- YOUR INSTRUCTIONS -
Go through the lines below and transcribe each one exactly.

== Segment start ==

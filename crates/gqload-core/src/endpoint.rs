//! Resolved endpoint description.
//!
//! An endpoint is a URL plus the headers to send with it. Values may carry
//! `${env:VAR}` placeholders (the `.graphqlconfig` convention for keeping
//! secrets out of the file); they expand at resolution time.

use crate::error::LoadError;
use std::collections::BTreeMap;

#[derive(Debug, Clone)]
pub struct Endpoint {
    pub url: String,
    pub headers: BTreeMap<String, String>,
}

impl Endpoint {
    /// Build an endpoint, expanding `${env:VAR}` placeholders in the URL
    /// and every header value.
    pub fn resolve(url: &str, headers: &BTreeMap<String, String>) -> Result<Self, LoadError> {
        let url = expand_env(url)?;
        let mut expanded = BTreeMap::new();
        for (name, value) in headers {
            expanded.insert(name.clone(), expand_env(value)?);
        }
        Ok(Endpoint {
            url,
            headers: expanded,
        })
    }
}

fn expand_env(text: &str) -> Result<String, LoadError> {
    let mut out = String::with_capacity(text.len());
    let mut rest = text;
    while let Some(start) = rest.find("${env:") {
        out.push_str(&rest[..start]);
        let after = &rest[start + "${env:".len()..];
        let Some(end) = after.find('}') else {
            return Err(LoadError::Config(format!(
                "Unclosed ${{env:...}} placeholder in \"{}\"",
                text
            )));
        };
        let name = &after[..end];
        let value = std::env::var(name).map_err(|_| {
            LoadError::Config(format!("Environment variable {} is not set", name))
        })?;
        out.push_str(&value);
        rest = &after[end + 1..];
    }
    out.push_str(rest);
    Ok(out)
}

#[cfg(test)]
mod tests {
    use super::*;

    #[test]
    fn resolve_without_placeholders_is_verbatim() {
        let endpoint = Endpoint::resolve("http://localhost:4000/graphql", &BTreeMap::new()).unwrap();
        assert_eq!(endpoint.url, "http://localhost:4000/graphql");
        assert!(endpoint.headers.is_empty());
    }

    #[test]
    fn resolve_expands_env_placeholders() {
        std::env::set_var("GQLOAD_TEST_TOKEN", "s3cret");
        let headers = BTreeMap::from([(
            "Authorization".to_string(),
            "Bearer ${env:GQLOAD_TEST_TOKEN}".to_string(),
        )]);
        let endpoint = Endpoint::resolve("http://localhost/graphql", &headers).unwrap();
        assert_eq!(endpoint.headers["Authorization"], "Bearer s3cret");
    }

    #[test]
    fn resolve_fails_on_missing_variable() {
        let err = Endpoint::resolve("${env:GQLOAD_TEST_UNSET_VARIABLE}/graphql", &BTreeMap::new())
            .unwrap_err();
        match err {
            LoadError::Config(msg) => assert!(msg.contains("GQLOAD_TEST_UNSET_VARIABLE")),
            other => panic!("expected Config error, got {:?}", other),
        }
    }

    #[test]
    fn resolve_fails_on_unclosed_placeholder() {
        let err = Endpoint::resolve("http://x/${env:OOPS", &BTreeMap::new()).unwrap_err();
        assert!(matches!(err, LoadError::Config(_)));
    }
}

== Segment end ==

- EXPECTED OUTPUT -
filename crates/gqload-core/src/endpoint.rs
//! Resolved endpoint description.
//!
//! An endpoint is a URL plus the headers to send with it. Values may carry
//! `${env:VAR}` placeholders (the `.graphqlconfig` convention for keeping
//! secrets out of the file); they expand at resolution time.

use crate::error::LoadError;
use std::collections::BTreeMap;

#[derive(Debug, Clone)]
pub struct Endpoint {
    pub url: String,
    pub headers: BTreeMap<String, String>,
}

impl Endpoint {
    /// Build an endpoint, expanding `${env:VAR}` placeholders in the URL
    /// and every header value.
    pub fn resolve(url: &str, headers: &BTreeMap<String, String>) -> Result<Self, LoadError> {
        let url = expand_env(url)?;
        let mut expanded = BTreeMap::new();
        for (name, value) in headers {
            expanded.insert(name.clone(), expand_env(value)?);
        }
        Ok(Endpoint {
            url,
            headers: expanded,
        })
    }
}

fn expand_env(text: &str) -> Result<String, LoadError> {
    let mut out = String::with_capacity(text.len());
    let mut rest = text;
    while let Some(start) = rest.find("${env:") {
        out.push_str(&rest[..start]);
        let after = &rest[start + "${env:".len()..];
        let Some(end) = after.find('}') else {
            return Err(LoadError::Config(format!(
                "Unclosed ${{env:...}} placeholder in \"{}\"",
                text
            )));
        };
        let name = &after[..end];
        let value = std::env::var(name).map_err(|_| {
            LoadError::Config(format!("Environment variable {} is not set", name))
        })?;
        out.push_str(&value);
        rest = &after[end + 1..];
    }
    out.push_str(rest);
    Ok(out)
}

#[cfg(test)]
mod tests {
    use super::*;

    #[test]
    fn resolve_without_placeholders_is_verbatim() {
        let endpoint = Endpoint::resolve("http://localhost:4000/graphql", &BTreeMap::new()).unwrap();
        assert_eq!(endpoint.url, "http://localhost:4000/graphql");
        assert!(endpoint.headers.is_empty());
    }

    #[test]
    fn resolve_expands_env_placeholders() {
        std::env::set_var("GQLOAD_TEST_TOKEN", "s3cret");
        let headers = BTreeMap::from([(
            "Authorization".to_string(),
            "Bearer ${env:GQLOAD_TEST_TOKEN}".to_string(),
        )]);
        let endpoint = Endpoint::resolve("http://localhost/graphql", &headers).unwrap();
        assert_eq!(endpoint.headers["Authorization"], "Bearer s3cret");
    }

    #[test]
    fn resolve_fails_on_missing_variable() {
        let err = Endpoint::resolve("${env:GQLOAD_TEST_UNSET_VARIABLE}/graphql", &BTreeMap::new())
            .unwrap_err();
        match err {
            LoadError::Config(msg) => assert!(msg.contains("GQLOAD_TEST_UNSET_VARIABLE")),
            other => panic!("expected Config error, got {:?}", other),
        }
    }

    #[test]
    fn resolve_fails_on_unclosed_placeholder() {
        let err = Endpoint::resolve("http://x/${env:OOPS", &BTreeMap::new()).unwrap_err();
        assert!(matches!(err, LoadError::Config(_)));
    }
}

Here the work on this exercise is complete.